Problem is I don't know how to get F0 and F1 from the initial conditions. My teacher never taught us how to solve initial condition power series ODE's nor are there any examples in the book. Can anyone explain it to me?

2. Oct 24, 2009

### LCKurtz

You are assuming y = c0 + c1x + c2x2+...

y(0) is just c0. And y'(0) would be c1 , which would be the usual conditions for an IVP. Are you sure you have the second boundary condition written correctly?
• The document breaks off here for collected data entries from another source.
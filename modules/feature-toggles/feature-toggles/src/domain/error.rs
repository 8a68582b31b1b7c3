//! Domain error types for the feature-toggles module.

use feature_toggles_sdk::FeatureTogglesError;
use thiserror::Error;

/// Domain-level errors.
///
/// Store, cache, strategy and authorization collaborators all report through this type
/// so that failures propagate to the caller unchanged.
#[derive(Error, Debug)]
pub enum DomainError {
    /// The feature UID is unknown.
    #[error("Feature not found: {0}")]
    NotFound(String),

    /// No feature belongs to the named group.
    #[error("Feature group not found: {0}")]
    GroupNotFound(String),

    /// A feature with the same UID already exists.
    #[error("Feature already exists: {0}")]
    AlreadyExists(String),

    /// Unknown strategy or otherwise unusable configuration.
    #[error("Configuration error: {0}")]
    Configuration(String),

    /// A strategy parameter is missing or malformed.
    #[error("Invalid parameter '{name}': {message}")]
    InvalidParameter { name: String, message: String },

    /// An administrative request was rejected before reaching the store.
    #[error("Invalid feature spec: {0}")]
    InvalidSpec(String),

    /// Security information was requested but no authorization manager is configured.
    #[error("Security unavailable: no authorization manager configured")]
    SecurityUnavailable,

    /// An opaque failure from a store, cache or authorization backend.
    #[error("Internal error: {0}")]
    Internal(#[from] anyhow::Error),
}

impl DomainError {
    #[must_use]
    pub fn not_found(uid: impl Into<String>) -> Self {
        Self::NotFound(uid.into())
    }

    #[must_use]
    pub fn group_not_found(group: impl Into<String>) -> Self {
        Self::GroupNotFound(group.into())
    }

    #[must_use]
    pub fn already_exists(uid: impl Into<String>) -> Self {
        Self::AlreadyExists(uid.into())
    }

    #[must_use]
    pub fn configuration(message: impl Into<String>) -> Self {
        Self::Configuration(message.into())
    }

    #[must_use]
    pub fn invalid_parameter(name: impl Into<String>, message: impl Into<String>) -> Self {
        Self::InvalidParameter {
            name: name.into(),
            message: message.into(),
        }
    }

    #[must_use]
    pub fn invalid_spec(message: impl Into<String>) -> Self {
        Self::InvalidSpec(message.into())
    }
}

impl From<DomainError> for FeatureTogglesError {
    fn from(e: DomainError) -> Self {
        match e {
            DomainError::NotFound(uid) => Self::not_found(uid),
            DomainError::GroupNotFound(group) => Self::group_not_found(group),
            DomainError::AlreadyExists(uid) => Self::already_exists(uid),
            DomainError::Configuration(message) => Self::configuration(message),
            DomainError::InvalidParameter { name, message } => {
                Self::invalid_parameter(name, message)
            }
            DomainError::InvalidSpec(message) => Self::invalid_spec(message),
            DomainError::SecurityUnavailable => Self::security_unavailable(),
            DomainError::Internal(_) => Self::internal(),
        }
    }
}
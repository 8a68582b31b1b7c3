//! Authorization manager contract.

use async_trait::async_trait;
use feature_toggles_sdk::PermissionSet;

use super::error::DomainError;

/// Supplies the caller's permissions and the universe of known permissions.
///
/// Implementations are swapped wholesale when security configuration changes.
#[async_trait]
pub trait AuthorizationManager: Send + Sync {
    fn manager_type(&self) -> String;

    /// Permissions of the current caller. `PermissionSet::Unrestricted` exempts the caller
    /// from permission checks.
    ///
    /// # Errors
    ///
    /// Backend failures; they are never turned into a denial.
    async fn current_user_permissions(&self) -> Result<PermissionSet, DomainError>;

    /// # Errors
    ///
    /// Backend failures.
    async fn all_permissions(&self) -> Result<PermissionSet, DomainError>;
}
//! Boolean expressions over other features' enabled states.
//!
//! Grammar, lowest precedence first:
//!
//! ```text
//! expr   := term ( '|' term )*
//! term   := factor ( '&' factor )*
//! factor := '!' factor | '(' expr ')' | UID
//! ```

use std::collections::HashMap;
use std::iter::Peekable;
use std::str::CharIndices;

use async_trait::async_trait;

use super::{FlipStrategy, StrategyParams};
use crate::domain::error::DomainError;
use crate::domain::store::FeatureStore;

const EXPRESSION: &str = "expression";

/// Deepest nesting of parentheses and negations accepted by the parser.
pub const MAX_NESTING: usize = 64;

#[derive(Debug, Clone, PartialEq, Eq)]
enum Token {
    Uid(String),
    Or,
    And,
    Not,
    Open,
    Close,
}

fn tokenize(input: &str) -> Vec<Token> {
    let mut tokens = Vec::new();
    let mut chars: Peekable<CharIndices<'_>> = input.char_indices().peekable();
    while let Some((start, c)) = chars.next() {
        match c {
            '|' => tokens.push(Token::Or),
            '&' => tokens.push(Token::And),
            '!' => tokens.push(Token::Not),
            '(' => tokens.push(Token::Open),
            ')' => tokens.push(Token::Close),
            c if c.is_whitespace() => {}
            _ => {
                let mut end = start + c.len_utf8();
                while let Some(&(i, next)) = chars.peek() {
                    if next.is_whitespace() || "|&!()".contains(next) {
                        break;
                    }
                    end = i + next.len_utf8();
                    chars.next();
                }
                tokens.push(Token::Uid(input[start..end].to_owned()));
            }
        }
    }
    tokens
}

/// A parsed flip expression.
#[derive(Debug, Clone, PartialEq, Eq)]
pub enum Expression {
    Uid(String),
    Not(Box<Expression>),
    And(Vec<Expression>),
    Or(Vec<Expression>),
}

struct Parser {
    tokens: Vec<Token>,
    pos: usize,
    depth: usize,
}

impl Parser {
    fn peek(&self) -> Option<&Token> {
        self.tokens.get(self.pos)
    }

    fn advance(&mut self) -> Option<Token> {
        let token = self.tokens.get(self.pos).cloned();
        self.pos += 1;
        token
    }

    fn expr(&mut self) -> Result<Expression, String> {
        let mut terms = vec![self.term()?];
        while self.peek() == Some(&Token::Or) {
            self.pos += 1;
            terms.push(self.term()?);
        }
        Ok(if terms.len() == 1 {
            terms.remove(0)
        } else {
            Expression::Or(terms)
        })
    }

    fn term(&mut self) -> Result<Expression, String> {
        let mut factors = vec![self.factor()?];
        while self.peek() == Some(&Token::And) {
            self.pos += 1;
            factors.push(self.factor()?);
        }
        Ok(if factors.len() == 1 {
            factors.remove(0)
        } else {
            Expression::And(factors)
        })
    }

    fn factor(&mut self) -> Result<Expression, String> {
        if self.depth >= MAX_NESTING {
            return Err("nesting too deep".to_owned());
        }
        self.depth += 1;
        let factor = self.nested_factor();
        self.depth -= 1;
        factor
    }

    fn nested_factor(&mut self) -> Result<Expression, String> {
        match self.advance() {
            Some(Token::Not) => Ok(Expression::Not(Box::new(self.factor()?))),
            Some(Token::Open) => {
                let inner = self.expr()?;
                match self.advance() {
                    Some(Token::Close) => Ok(inner),
                    _ => Err("missing closing parenthesis".to_owned()),
                }
            }
            Some(Token::Uid(uid)) => Ok(Expression::Uid(uid)),
            Some(other) => Err(format!("unexpected token {other:?}")),
            None => Err("unexpected end of expression".to_owned()),
        }
    }
}

impl Expression {
    /// # Errors
    ///
    /// A description of the first syntax error.
    pub fn parse(input: &str) -> Result<Self, String> {
        let tokens = tokenize(input);
        if tokens.is_empty() {
            return Err("expression is empty".to_owned());
        }
        let mut parser = Parser {
            tokens,
            pos: 0,
            depth: 0,
        };
        let expression = parser.expr()?;
        if let Some(token) = parser.peek() {
            return Err(format!("unexpected token {token:?}"));
        }
        Ok(expression)
    }

    /// Evaluate with `state` giving the value of each referenced UID.
    #[must_use]
    pub fn evaluate(&self, state: &impl Fn(&str) -> bool) -> bool {
        match self {
            Self::Uid(uid) => state(uid),
            Self::Not(inner) => !inner.evaluate(state),
            Self::And(all) => all.iter().all(|e| e.evaluate(state)),
            Self::Or(any) => any.iter().any(|e| e.evaluate(state)),
        }
    }
}

/// Turns the feature on when `expression` holds over the enabled flags of the features
/// it names. Unknown UIDs read as disabled.
#[derive(Debug, Clone, Copy, Default)]
pub struct ExpressionStrategy;

impl ExpressionStrategy {
    fn expression(params: &StrategyParams) -> Result<Expression, DomainError> {
        Expression::parse(params.required(EXPRESSION)?)
            .map_err(|message| DomainError::invalid_parameter(EXPRESSION, message))
    }
}

#[async_trait]
impl FlipStrategy for ExpressionStrategy {
    fn name(&self) -> &str {
        "Expression"
    }

    fn validate(&self, stored: &StrategyParams) -> Result<(), DomainError> {
        Self::expression(stored).map(|_| ())
    }

    async fn evaluate(
        &self,
        _uid: &str,
        params: &StrategyParams,
        store: &dyn FeatureStore,
    ) -> Result<bool, DomainError> {
        let expression = Self::expression(params)?;
        let states: HashMap<String, bool> = store
            .list_all()
            .await?
            .into_iter()
            .map(|feature| (feature.uid, feature.enabled))
            .collect();
        Ok(expression.evaluate(&|uid| states.get(uid).copied().unwrap_or(false)))
    }
}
My guess it is supposed to be y'(0) = 1.

3. Oct 24, 2009

### Fuzedmind

no y(0) = 0 and y(1) = 1, I am looking at it right now

4. Oct 24, 2009

### LCKurtz

I don't have time to work through the solution right now, but what you have then is a boundary value problem, not an initial value problem as claimed. I'm suspecting a misprint. You might just try using y'(0)=1 and working it through to see if you get the correct answer.

5. Oct 24, 2009

### LCKurtz

I had a little time later in the day. Your text indeed has a misprint. If you take your equation with the initial conditions y(0) = 0 and y'(0) = 1, which give you the values of c0 and c1 and work out the series solution, you get exactly what the problem claims you will get.

6. Oct 25, 2009

### Fuzedmind

Ok thanks a bunch man. I did that and it worked out for me too.